--- Information given ---

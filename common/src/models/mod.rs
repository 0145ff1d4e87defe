//! Shared data models for the gateway and the console.

pub mod connection;
pub mod document;
pub mod query;
pub mod table;

// Re-export commonly used types
pub use connection::{ConnectionConfig, DbType, DocumentStoreConfig};
pub use document::{DocumentCommand, DocumentOperation, DocumentQueryRequest};
pub use query::{ResultSet, Row, SqlQueryRequest, TablePreviewParams};
pub use table::TableAllowList;
//! Middleware components shared by the services.

pub mod request_id;

// Re-export commonly used types
pub use request_id::{request_id_middleware, RequestId, REQUEST_ID_HEADER};
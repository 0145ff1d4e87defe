//! SQL statement classification.
//!
//! The gateway does not restrict what users run. Rows come from the driver;
//! this only decides how a statement that returned none is reported: as an
//! empty result set or as an affected-row count.

/// Leading keywords of statements that return rows.
const ROW_RETURNING_KEYWORDS: [&str; 10] = [
    "SELECT", "WITH", "SHOW", "DESCRIBE", "DESC", "EXPLAIN", "PRAGMA", "VALUES", "TABLE", "CALL",
];

/// Broad statement kind.
#[derive(Debug, Clone, Copy, PartialEq, Eq)]
pub enum StatementKind {
    /// Produces a result set.
    Rows,
    /// Produces only an affected-row count (DML / DDL / session commands).
    Command,
}

impl StatementKind {
    /// Classifies a statement by its first keyword, skipping whitespace,
    /// comments and opening parentheses.
    pub fn of(sql: &str) -> Self {
        match first_keyword(sql) {
            Some(word) if ROW_RETURNING_KEYWORDS.iter().any(|k| k.eq_ignore_ascii_case(word)) => {
                StatementKind::Rows
            }
            _ => StatementKind::Command,
        }
    }
}

fn first_keyword(sql: &str) -> Option<&str> {
    let mut rest = sql;
    loop {
        rest = rest.trim_start_matches(|c: char| c.is_whitespace() || c == '(');
        if let Some(after) = rest.strip_prefix("--") {
            rest = after.split_once('\n').map(|(_, tail)| tail).unwrap_or("");
        } else if let Some(after) = rest.strip_prefix("/*") {
            rest = after.split_once("*/").map(|(_, tail)| tail).unwrap_or("");
        } else {
            break;
        }
    }
    let end = rest
        .find(|c: char| !c.is_ascii_alphabetic())
        .unwrap_or(rest.len());
    (end > 0).then(|| &rest[..end])
}

#[cfg(test)]
mod tests {
    use super::*;

    #[test]
    fn test_select_returns_rows() {
        assert_eq!(StatementKind::of("SELECT * FROM Customers;"), StatementKind::Rows);
        assert_eq!(StatementKind::of("  select 1"), StatementKind::Rows);
        assert_eq!(StatementKind::of("(SELECT 1) UNION (SELECT 2)"), StatementKind::Rows);
        assert_eq!(StatementKind::of("show tables"), StatementKind::Rows);
    }

    #[test]
    fn test_comments_are_skipped() {
        assert_eq!(
            StatementKind::of("-- all customers\n/* note */ SELECT * FROM Customers"),
            StatementKind::Rows
        );
        assert_eq!(StatementKind::of("-- only a comment"), StatementKind::Command);
    }

    #[test]
    fn test_modifications_are_commands() {
        assert_eq!(
            StatementKind::of("INSERT INTO Orders VALUES (1, 'Keyboard', 400, 4)"),
            StatementKind::Command
        );
        assert_eq!(StatementKind::of("update Orders set amount = 1"), StatementKind::Command);
        assert_eq!(StatementKind::of("DROP TABLE Orders"), StatementKind::Command);
        assert_eq!(StatementKind::of("DESCRIPTION"), StatementKind::Command);
    }
}
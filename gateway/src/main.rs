//! 查询网关服务
//!
//! 查询仪表盘的后端入口，提供以下功能：
//! - 执行任意 SQL 语句并以 JSON 行数组返回结果
//! - 白名单表的数据预览
//! - 可选的 MongoDB 文档查询
//! - 请求 ID 与请求/响应日志记录

mod convert;
mod documents;
mod handlers;
mod pool;
mod routes;
mod service;
mod state;


use anyhow::Context;
use axum::{middleware, routing::get, Json, Router};
use common::config::AppConfig;
use common::middleware::request_id::request_id_middleware;
use common::telemetry::init_tracing;
use state::AppState;
use tokio::net::TcpListener;
use tower_http::compression::CompressionLayer;
use tower_http::cors::{Any, CorsLayer};
use tower_http::trace::TraceLayer;
use tracing::info;
use utoipa::OpenApi;

const SERVICE_NAME: &str = "gateway";

#[derive(OpenApi)]
#[openapi(
    info(
        title = "查询仪表盘 API",
        version = "0.1.0",
        description = "SQL / NoSQL 查询网关"
    ),
    paths(
        handlers::execute_sql,
        handlers::preview_table,
        handlers::list_tables,
        handlers::execute_nosql,
        handlers::list_collections,
        handlers::health_check,
    ),
    components(schemas(
        common::models::query::SqlQueryRequest,
        common::models::document::DocumentQueryRequest,
        common::models::document::DocumentOperation,
        common::response::ErrorResponse,
        handlers::HealthResponse,
        handlers::ComponentHealth,
        handlers::PoolStatus,
    )),
    tags(
        (name = "query", description = "SQL 查询端点"),
        (name = "nosql", description = "文档查询端点"),
        (name = "health", description = "健康检查端点")
    )
)]
struct ApiDoc;

#[tokio::main]
async fn main() -> anyhow::Result<()> {
    // 初始化日志追踪
    init_tracing("info,sqlx=warn,mongodb=warn");

    // 加载配置
    let config = AppConfig::load_with_service(SERVICE_NAME).context("invalid configuration")?;
    let addr = config.bind_address();

    // 连接数据库
    let state = AppState::connect(config).await?;

    // 创建路由
    let app = create_router(state.clone());

    // 启动服务
    info!(service = SERVICE_NAME, address = %addr, "启动查询网关");
    let listener = TcpListener::bind(&addr)
        .await
        .with_context(|| format!("failed to bind {}", addr))?;
    axum::serve(listener, app)
        .with_graceful_shutdown(shutdown_signal())
        .await
        .context("server error")?;

    state.close().await;
    info!("查询网关已停止");
    Ok(())
}

fn create_router(state: AppState) -> Router {
    let cors = CorsLayer::new()
        .allow_origin(Any)
        .allow_methods(Any)
        .allow_headers(Any);

    Router::new()
        .merge(routes::router())
        .route("/api-docs/openapi.json", get(openapi_json))
        .layer(CompressionLayer::new())
        .layer(middleware::from_fn(request_id_middleware))
        .layer(TraceLayer::new_for_http())
        .layer(cors)
        .with_state(state)
}

async fn openapi_json() -> Json<utoipa::openapi::OpenApi> {
    Json(ApiDoc::openapi())
}

async fn shutdown_signal() {
    let ctrl_c = async {
        if let Err(e) = tokio::signal::ctrl_c().await {
            tracing::error!(error = %e, "failed to listen for Ctrl+C");
            std::future::pending::<()>().await;
        }
    };

    #[cfg(unix)]
    let terminate = async {
        match tokio::signal::unix::signal(tokio::signal::unix::SignalKind::terminate()) {
            Ok(mut signal) => {
                signal.recv().await;
            }
            Err(e) => {
                tracing::error!(error = %e, "failed to listen for SIGTERM");
                std::future::pending::<()>().await;
            }
        }
    };

    #[cfg(not(unix))]
    let terminate = std::future::pending::<()>();

    tokio::select! {
        _ = ctrl_c => {},
        _ = terminate => {},
    }
    info!("收到停止信号，正在关闭");
}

---

• **Required action**:
Write down every record shown above precisely.

• **Answer box**:
filename common/src/models/mod.rs
repository 0145ff1d4e87defe
//! Shared data models for the gateway and the console.

pub mod connection;
pub mod document;
pub mod query;
pub mod table;

// Re-export commonly used types
pub use connection::{ConnectionConfig, DbType, DocumentStoreConfig};
pub use document::{DocumentCommand, DocumentOperation, DocumentQueryRequest};
pub use query::{ResultSet, Row, SqlQueryRequest, TablePreviewParams};
pub use table::TableAllowList;
//! Middleware components shared by the services.

pub mod request_id;

// Re-export commonly used types
pub use request_id::{request_id_middleware, RequestId, REQUEST_ID_HEADER};
repository 0145ff1d4e87defe
//! SQL statement classification.
//!
//! The gateway does not restrict what users run. Rows come from the driver;
//! this only decides how a statement that returned none is reported: as an
//! empty result set or as an affected-row count.

/// Leading keywords of statements that return rows.
const ROW_RETURNING_KEYWORDS: [&str; 10] = [
    "SELECT", "WITH", "SHOW", "DESCRIBE", "DESC", "EXPLAIN", "PRAGMA", "VALUES", "TABLE", "CALL",
];

/// Broad statement kind.
#[derive(Debug, Clone, Copy, PartialEq, Eq)]
pub enum StatementKind {
    /// Produces a result set.
    Rows,
    /// Produces only an affected-row count (DML / DDL / session commands).
    Command,
}

impl StatementKind {
    /// Classifies a statement by its first keyword, skipping whitespace,
    /// comments and opening parentheses.
    pub fn of(sql: &str) -> Self {
        match first_keyword(sql) {
            Some(word) if ROW_RETURNING_KEYWORDS.iter().any(|k| k.eq_ignore_ascii_case(word)) => {
                StatementKind::Rows
            }
            _ => StatementKind::Command,
        }
    }
}

fn first_keyword(sql: &str) -> Option<&str> {
    let mut rest = sql;
    loop {
        rest = rest.trim_start_matches(|c: char| c.is_whitespace() || c == '(');
        if let Some(after) = rest.strip_prefix("--") {
            rest = after.split_once('\n').map(|(_, tail)| tail).unwrap_or("");
        } else if let Some(after) = rest.strip_prefix("/*") {
            rest = after.split_once("*/").map(|(_, tail)| tail).unwrap_or("");
        } else {
            break;
        }
    }
    let end = rest
        .find(|c: char| !c.is_ascii_alphabetic())
        .unwrap_or(rest.len());
    (end > 0).then(|| &rest[..end])
}

#[cfg(test)]
mod tests {
    use super::*;

    #[test]
    fn test_select_returns_rows() {
        assert_eq!(StatementKind::of("SELECT * FROM Customers;"), StatementKind::Rows);
        assert_eq!(StatementKind::of("  select 1"), StatementKind::Rows);
        assert_eq!(StatementKind::of("(SELECT 1) UNION (SELECT 2)"), StatementKind::Rows);
        assert_eq!(StatementKind::of("show tables"), StatementKind::Rows);
    }

    #[test]
    fn test_comments_are_skipped() {
        assert_eq!(
            StatementKind::of("-- all customers\n/* note */ SELECT * FROM Customers"),
            StatementKind::Rows
        );
        assert_eq!(StatementKind::of("-- only a comment"), StatementKind::Command);
    }

    #[test]
    fn test_modifications_are_commands() {
        assert_eq!(
            StatementKind::of("INSERT INTO Orders VALUES (1, 'Keyboard', 400, 4)"),
            StatementKind::Command
        );
        assert_eq!(StatementKind::of("update Orders set amount = 1"), StatementKind::Command);
        assert_eq!(StatementKind::of("DROP TABLE Orders"), StatementKind::Command);
        assert_eq!(StatementKind::of("DESCRIPTION"), StatementKind::Command);
    }
}
filename gateway/src/main.rs
//! 查询网关服务
//!
//! 查询仪表盘的后端入口，提供以下功能：
//! - 执行任意 SQL 语句并以 JSON 行数组返回结果
//! - 白名单表的数据预览
//! - 可选的 MongoDB 文档查询
//! - 请求 ID 与请求/响应日志记录

mod convert;
mod documents;
mod handlers;
mod pool;
mod routes;
mod service;
mod state;


use anyhow::Context;
use axum::{middleware, routing::get, Json, Router};
use common::config::AppConfig;
use common::middleware::request_id::request_id_middleware;
use common::telemetry::init_tracing;
use state::AppState;
use tokio::net::TcpListener;
use tower_http::compression::CompressionLayer;
use tower_http::cors::{Any, CorsLayer};
use tower_http::trace::TraceLayer;
use tracing::info;
use utoipa::OpenApi;

const SERVICE_NAME: &str = "gateway";

#[derive(OpenApi)]
#[openapi(
    info(
        title = "查询仪表盘 API",
        version = "0.1.0",
        description = "SQL / NoSQL 查询网关"
    ),
    paths(
        handlers::execute_sql,
        handlers::preview_table,
        handlers::list_tables,
        handlers::execute_nosql,
        handlers::list_collections,
        handlers::health_check,
    ),
    components(schemas(
        common::models::query::SqlQueryRequest,
        common::models::document::DocumentQueryRequest,
        common::models::document::DocumentOperation,
        common::response::ErrorResponse,
        handlers::HealthResponse,
        handlers::ComponentHealth,
        handlers::PoolStatus,
    )),
    tags(
        (name = "query", description = "SQL 查询端点"),
        (name = "nosql", description = "文档查询端点"),
        (name = "health", description = "健康检查端点")
    )
)]
struct ApiDoc;

#[tokio::main]
async fn main() -> anyhow::Result<()> {
    // 初始化日志追踪
    init_tracing("info,sqlx=warn,mongodb=warn");

    // 加载配置
    let config = AppConfig::load_with_service(SERVICE_NAME).context("invalid configuration")?;
    let addr = config.bind_address();

    // 连接数据库
    let state = AppState::connect(config).await?;

    // 创建路由
    let app = create_router(state.clone());

    // 启动服务
    info!(service = SERVICE_NAME, address = %addr, "启动查询网关");
    let listener = TcpListener::bind(&addr)
        .await
        .with_context(|| format!("failed to bind {}", addr))?;
    axum::serve(listener, app)
        .with_graceful_shutdown(shutdown_signal())
        .await
        .context("server error")?;

    state.close().await;
    info!("查询网关已停止");
    Ok(())
}

fn create_router(state: AppState) -> Router {
    let cors = CorsLayer::new()
        .allow_origin(Any)
        .allow_methods(Any)
        .allow_headers(Any);

    Router::new()
        .merge(routes::router())
        .route("/api-docs/openapi.json", get(openapi_json))
        .layer(CompressionLayer::new())
        .layer(middleware::from_fn(request_id_middleware))
        .layer(TraceLayer::new_for_http())
        .layer(cors)
        .with_state(state)
}

async fn openapi_json() -> Json<utoipa::openapi::OpenApi> {
    Json(ApiDoc::openapi())
}

async fn shutdown_signal() {
    let ctrl_c = async {
        if let Err(e) = tokio::signal::ctrl_c().await {
            tracing::error!(error = %e, "failed to listen for Ctrl+C");
            std::future::pending::<()>().await;
        }
    };

    #[cfg(unix)]
    let terminate = async {
        match tokio::signal::unix::signal(tokio::signal::unix::SignalKind::terminate()) {
            Ok(mut signal) => {
                signal.recv().await;
            }
            Err(e) => {
                tracing::error!(error = %e, "failed to listen for SIGTERM");
                std::future::pending::<()>().await;
            }
        }
    };

    #[cfg(not(unix))]
    let terminate = std::future::pending::<()>();

    tokio::select! {
        _ = ctrl_c => {},
        _ = terminate => {},
    }
    info!("收到停止信号，正在关闭");
}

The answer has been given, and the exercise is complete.